■ TASK DETAILS:
Below are the records; give the number of lines in them that include the word "SectorStatistics", and nothing more.

■ DATA TO EXAMINE:
+ + + + + + +

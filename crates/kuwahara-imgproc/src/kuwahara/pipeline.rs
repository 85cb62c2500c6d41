use std::sync::atomic::{AtomicBool, Ordering};

use kuwahara_image::{Image, ImageError, ImageSize};

use super::anisotropic::anisotropic_kuwahara;
use super::blend::blend_sectors;
use super::eigen::{anisotropy, anisotropy_visualization};
use super::sector_kernel::SectorKernelBank;
use super::sector_stats::{sector_statistics, SectorStatistics};
use super::structure_tensor::{blur_structure_tensor, color_gradient, structure_tensor};
use super::{KuwaharaError, KuwaharaParams, KuwaharaVariant};
use crate::parallel::ExecutionStrategy;

/// The rasters produced by one run of the filter.
#[derive(Debug, Clone)]
pub struct KuwaharaOutput {
    /// The raw structure tensor `(J11, J22, J12)`.
    pub structure_tensor: Image<f32, 3>,
    /// The gaussian smoothed structure tensor.
    pub blurred_structure_tensor: Image<f32, 3>,
    /// The local coherency in `[0, 1]`.
    pub coherency: Image<f32, 1>,
    /// The local orientation in `(-π/2, π/2]`.
    pub orientation: Image<f32, 1>,
    /// Coherency and orientation rendered as RGB.
    pub anisotropy: Image<f32, 3>,
    /// The filtered image.
    pub filtered: Image<f32, 3>,
}

impl KuwaharaOutput {
    /// Allocate zeroed outputs for an image of the given size.
    pub fn new(size: ImageSize) -> Result<Self, ImageError> {
        Ok(Self {
            structure_tensor: Image::from_size_val(size, 0.0)?,
            blurred_structure_tensor: Image::from_size_val(size, 0.0)?,
            coherency: Image::from_size_val(size, 0.0)?,
            orientation: Image::from_size_val(size, 0.0)?,
            anisotropy: Image::from_size_val(size, 0.0)?,
            filtered: Image::from_size_val(size, 0.0)?,
        })
    }
}

/// A kuwahara filter bound to one image size.
///
/// The filter owns the intermediate rasters and the sector kernel bank, so repeated
/// runs at the same resolution reuse them; only the per call scratch rows of the
/// separable blur and the border index tables are allocated again.
///
/// # Example
///
/// ```
/// use kuwahara_image::{Image, ImageSize};
/// use kuwahara_imgproc::kuwahara::{KuwaharaFilter, KuwaharaOutput, KuwaharaParams};
///
/// let size = ImageSize { width: 8, height: 6 };
/// let src = Image::<f32, 3>::from_size_val(size, 0.5).unwrap();
///
/// let params = KuwaharaParams::default().with_kernel_radius(1.0);
/// let mut filter = KuwaharaFilter::new(size, params).unwrap();
/// let mut out = KuwaharaOutput::new(size).unwrap();
/// filter.apply(&src, &mut out).unwrap();
///
/// assert!(out.filtered.as_slice().iter().all(|v| (v - 0.5).abs() < 1e-5));
/// ```
#[derive(Debug, Clone)]
pub struct KuwaharaFilter {
    size: ImageSize,
    params: KuwaharaParams,
    strategy: ExecutionStrategy,
    bank: SectorKernelBank,
    gx: Image<f32, 3>,
    gy: Image<f32, 3>,
    stats: Option<SectorStatistics>,
}

impl KuwaharaFilter {
    /// Create a filter for images of `size`, validating `params`.
    pub fn new(size: ImageSize, params: KuwaharaParams) -> Result<Self, KuwaharaError> {
        params.validate()?;
        Ok(Self {
            size,
            params,
            strategy: ExecutionStrategy::default(),
            bank: SectorKernelBank::new(params.kernel_radius),
            gx: Image::from_size_val(size, 0.0)?,
            gy: Image::from_size_val(size, 0.0)?,
            stats: None,
        })
    }

    /// Use the given execution strategy for every stage.
    pub fn with_strategy(mut self, strategy: ExecutionStrategy) -> Self {
        self.strategy = strategy;
        self
    }

    /// The image size the filter was created for.
    pub fn size(&self) -> ImageSize {
        self.size
    }

    /// The current parameters.
    pub fn params(&self) -> &KuwaharaParams {
        &self.params
    }

    /// The sector kernels used by the isotropic variant.
    pub fn kernel_bank(&self) -> &SectorKernelBank {
        &self.bank
    }

    /// Replace the parameters; the kernel bank is rebuilt only when the kernel radius changes.
    ///
    /// Invalid parameters are rejected and the previous ones are kept.
    pub fn set_params(&mut self, params: KuwaharaParams) -> Result<(), KuwaharaError> {
        params.validate()?;
        if params.kernel_radius != self.bank.kernel_radius() {
            log::debug!("rebuilding sector kernels for radius {}", params.kernel_radius);
            self.bank = SectorKernelBank::new(params.kernel_radius);
        }
        self.params = params;
        Ok(())
    }

    /// Run every stage on `src`, writing into `out`.
    pub fn apply(
        &mut self,
        src: &Image<f32, 3>,
        out: &mut KuwaharaOutput,
    ) -> Result<(), KuwaharaError> {
        self.run(src, out, None)
    }

    /// Like [`KuwaharaFilter::apply`], returning [`KuwaharaError::Cancelled`] as soon as
    /// `cancel` is found set between two stages.
    pub fn apply_with_cancel(
        &mut self,
        src: &Image<f32, 3>,
        out: &mut KuwaharaOutput,
        cancel: &AtomicBool,
    ) -> Result<(), KuwaharaError> {
        self.run(src, out, Some(cancel))
    }

    fn run(
        &mut self,
        src: &Image<f32, 3>,
        out: &mut KuwaharaOutput,
        cancel: Option<&AtomicBool>,
    ) -> Result<(), KuwaharaError> {
        if src.size() != self.size {
            return Err(ImageError::InvalidImageSize(
                self.size.width,
                self.size.height,
                src.cols(),
                src.rows(),
            )
            .into());
        }

        let check = |stage: &'static str| match cancel {
            Some(flag) if flag.load(Ordering::Relaxed) => Err(KuwaharaError::Cancelled(stage)),
            _ => Ok(()),
        };

        let params = self.params;
        let strategy = self.strategy;
        let total = std::time::Instant::now();

        check("structure_tensor")?;
        let now = std::time::Instant::now();
        color_gradient(src, &mut self.gx, &mut self.gy, strategy)?;
        structure_tensor(&self.gx, &self.gy, &mut out.structure_tensor, strategy)?;
        log::debug!("structure tensor: {:?}", now.elapsed());

        check("blur_structure_tensor")?;
        let now = std::time::Instant::now();
        blur_structure_tensor(
            &out.structure_tensor,
            &mut out.blurred_structure_tensor,
            params.blur_radius,
            strategy,
        )?;
        log::debug!("structure tensor blur: {:?}", now.elapsed());

        check("anisotropy")?;
        let now = std::time::Instant::now();
        anisotropy(
            &out.blurred_structure_tensor,
            &mut out.coherency,
            &mut out.orientation,
            strategy,
        )?;
        anisotropy_visualization(
            &out.coherency,
            &out.orientation,
            &mut out.anisotropy,
            strategy,
        )?;
        log::debug!("anisotropy: {:?}", now.elapsed());

        check("filter")?;
        let now = std::time::Instant::now();
        match params.variant {
            KuwaharaVariant::Isotropic => {
                let stats = match self.stats.take() {
                    Some(stats) => stats,
                    None => SectorStatistics::from_size(self.size)?,
                };
                let stats = self.stats.insert(stats);
                sector_statistics(src, &self.bank, stats, strategy)?;
                blend_sectors(
                    stats,
                    &self.bank,
                    params.sharpness,
                    &mut out.filtered,
                    strategy,
                )?;
            }
            KuwaharaVariant::Anisotropic => {
                anisotropic_kuwahara(
                    src,
                    &out.coherency,
                    &out.orientation,
                    params.kernel_radius,
                    params.kernel_skew,
                    params.sharpness,
                    &mut out.filtered,
                    strategy,
                )?;
            }
        }
        log::debug!("{:?} kuwahara: {:?}", params.variant, now.elapsed());

        log::debug!("elapsed: {:?}", total.elapsed());
        Ok(())
    }
}

/// Run the whole filter once, allocating the outputs.
///
/// # Arguments
///
/// * `src` - The input color image, values nominally in `[0, 1]`.
/// * `params` - The filter parameters.
pub fn kuwahara(
    src: &Image<f32, 3>,
    params: &KuwaharaParams,
) -> Result<KuwaharaOutput, KuwaharaError> {
    let mut filter = KuwaharaFilter::new(src.size(), *params)?;
    let mut out = KuwaharaOutput::new(src.size())?;
    filter.apply(src, &mut out)?;
    Ok(out)
}

#[cfg(test)]
mod tests {
    use super::*;

    #[test]
    fn test_set_params_keeps_bank_for_same_radius() -> Result<(), KuwaharaError> {
        let size = ImageSize {
            width: 4,
            height: 4,
        };
        let mut filter = KuwaharaFilter::new(size, KuwaharaParams::default())?;
        let bank = filter.kernel_bank().clone();

        filter.set_params(KuwaharaParams::default().with_sharpness(2.0))?;
        assert_eq!(filter.kernel_bank(), &bank);
        assert_eq!(filter.params().sharpness, 2.0);

        filter.set_params(KuwaharaParams::default().with_kernel_radius(1.0))?;
        assert_eq!(filter.kernel_bank().kernel_radius(), 1.0);
        Ok(())
    }

    #[test]
    fn test_set_params_rejects_invalid() -> Result<(), KuwaharaError> {
        let size = ImageSize {
            width: 4,
            height: 4,
        };
        let mut filter = KuwaharaFilter::new(size, KuwaharaParams::default())?;
        let res = filter.set_params(KuwaharaParams::default().with_blur_radius(f32::NAN));
        assert!(matches!(res, Err(KuwaharaError::InvalidParameter { .. })));
        assert_eq!(filter.params(), &KuwaharaParams::default());
        Ok(())
    }

    #[test]
    fn test_apply_rejects_wrong_size() -> Result<(), KuwaharaError> {
        let mut filter = KuwaharaFilter::new([4, 4].into(), KuwaharaParams::default())?;
        let src = Image::<f32, 3>::from_size_val([5, 4].into(), 0.0)?;
        let mut out = KuwaharaOutput::new([5, 4].into())?;
        assert_eq!(
            filter.apply(&src, &mut out),
            Err(KuwaharaError::Image(ImageError::InvalidImageSize(4, 4, 5, 4)))
        );
        Ok(())
    }

    #[test]
    fn test_cancel_before_first_stage() -> Result<(), KuwaharaError> {
        let size = ImageSize {
            width: 4,
            height: 4,
        };
        let mut filter = KuwaharaFilter::new(size, KuwaharaParams::default())?;
        let src = Image::<f32, 3>::from_size_val(size, 0.3)?;
        let mut out = KuwaharaOutput::new(size)?;

        let cancel = AtomicBool::new(true);
        assert_eq!(
            filter.apply_with_cancel(&src, &mut out, &cancel),
            Err(KuwaharaError::Cancelled("structure_tensor"))
        );
        assert!(out.filtered.as_slice().iter().all(|&v| v == 0.0));

        cancel.store(false, Ordering::Relaxed);
        filter.apply_with_cancel(&src, &mut out, &cancel)?;
        assert!(out.filtered.as_slice().iter().all(|&v| (v - 0.3).abs() < 1e-5));
        Ok(())
    }
}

+ + + + + + +

■ RESPONSE TO THIS EXERCISE:
3